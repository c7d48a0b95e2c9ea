//! Cloud accounts registered with an organisation.

use serde_json::Value;

use crate::error::{ModelError, ModelResult};
use crate::identity::IdentityKey;

/// Summary view of an account as returned by the accounts collection.
#[derive(Debug, Clone)]
pub struct Account {
    pub account_id: String,
    pub name: String,
    pub environment: String,
    pub cloud_type: String,
    pub managed_group_id: Option<String>,
    /// Raw attributes; provider-specific identifiers live here.
    pub attributes: Value,
}

impl Account {
    pub fn from_resource(resource: &Value) -> ModelResult<Self> {
        let account_id = resource
            .get("id")
            .and_then(Value::as_str)
            .ok_or(ModelError::missing("account", "id"))?
            .to_string();
        let attributes = resource.get("attributes").cloned().unwrap_or(Value::Null);
        let name = attributes
            .get("name")
            .and_then(Value::as_str)
            .ok_or(ModelError::missing("account", "name"))?
            .to_string();
        let environment = attributes
            .get("environment")
            .and_then(Value::as_str)
            .unwrap_or_default()
            .to_string();
        let cloud_type = attributes
            .get("cloud-type")
            .and_then(Value::as_str)
            .unwrap_or("aws")
            .to_string();
        let managed_group_id = attributes
            .get("managed-group-id")
            .and_then(Value::as_str)
            .map(str::to_string);
        Ok(Self {
            account_id,
            name,
            environment,
            cloud_type,
            managed_group_id,
            attributes,
        })
    }

    /// The provider-side identifier used to pair accounts across
    /// organisations: AWS account number or Azure subscription id.
    pub fn provider_identity(&self) -> Option<String> {
        match self.cloud_type.as_str() {
            "aws" => self
                .attributes
                .get("awsaccount-id")
                .and_then(Value::as_str)
                .map(str::to_string),
            "azure" => self
                .attributes
                .pointer("/cloud-data/azure/subscriptionId")
                .and_then(Value::as_str)
                .map(str::to_string),
            _ => None,
        }
    }
}

impl IdentityKey for Account {
    fn identity_key(&self) -> String {
        self.provider_identity()
            .unwrap_or_else(|| format!("{}|{}", self.name, self.environment))
    }
}

impl PartialEq for Account {
    fn eq(&self, other: &Self) -> bool {
        self.identity_key() == other.identity_key()
    }
}

impl Eq for Account {}

/// One rule's enablement flags from the account-details rules relationship.
#[derive(Debug, Clone, PartialEq, Eq)]
pub struct RuleSummary {
    pub id: String,
    pub enabled: bool,
    pub configured: bool,
}

impl RuleSummary {
    pub fn from_value(value: &Value) -> Option<Self> {
        Some(Self {
            id: value.get("id")?.as_str()?.to_string(),
            enabled: value.get("enabled").and_then(Value::as_bool).unwrap_or(false),
            configured: value
                .get("configured")
                .and_then(Value::as_bool)
                .unwrap_or(false),
        })
    }
}

/// Full single-account view, including tags, bot state and per-rule flags.
#[derive(Debug, Clone)]
pub struct AccountDetails {
    pub account: Account,
    pub tags: Vec<String>,
    /// `None` means no scan is in flight, i.e. the bot is idle.
    pub bot_status: Option<String>,
    /// Bot settings payload with audit-only fields stripped, ready to
    /// be written to another account.
    pub bot_settings: Value,
    pub rules: Vec<RuleSummary>,
}

impl AccountDetails {
    pub fn from_resource(resource: &Value) -> ModelResult<Self> {
        let account = Account::from_resource(resource)?;
        let attributes = resource.get("attributes").cloned().unwrap_or(Value::Null);
        let tags = attributes
            .get("tags")
            .and_then(Value::as_array)
            .map(|tags| {
                tags.iter()
                    .filter_map(Value::as_str)
                    .map(str::to_string)
                    .collect()
            })
            .unwrap_or_default();
        let bot_status = attributes
            .get("bot-status")
            .and_then(Value::as_str)
            .map(str::to_string);
        let mut bot_settings = attributes
            .pointer("/settings/bot")
            .cloned()
            .unwrap_or_else(|| Value::Object(Default::default()));
        if let Some(obj) = bot_settings.as_object_mut() {
            obj.remove("lastModifiedFrom");
            obj.remove("lastModifiedBy");
        }
        let rules = attributes
            .pointer("/settings/rules")
            .and_then(Value::as_array)
            .map(|rules| rules.iter().filter_map(RuleSummary::from_value).collect())
            .unwrap_or_default();
        Ok(Self {
            account,
            tags,
            bot_status,
            bot_settings,
            rules,
        })
    }

    /// Rules that carry account-specific configuration worth copying.
    pub fn configured_rules(&self) -> impl Iterator<Item = &RuleSummary> {
        self.rules.iter().filter(|r| r.enabled || r.configured)
    }
}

····················

ACTIVITY: From the listing above, return every line that contains the word "accounts".

SOLUTION FOR THIS TASK:
//! Cloud accounts registered with an organisation.
/// Summary view of an account as returned by the accounts collection.
    /// The provider-side identifier used to pair accounts across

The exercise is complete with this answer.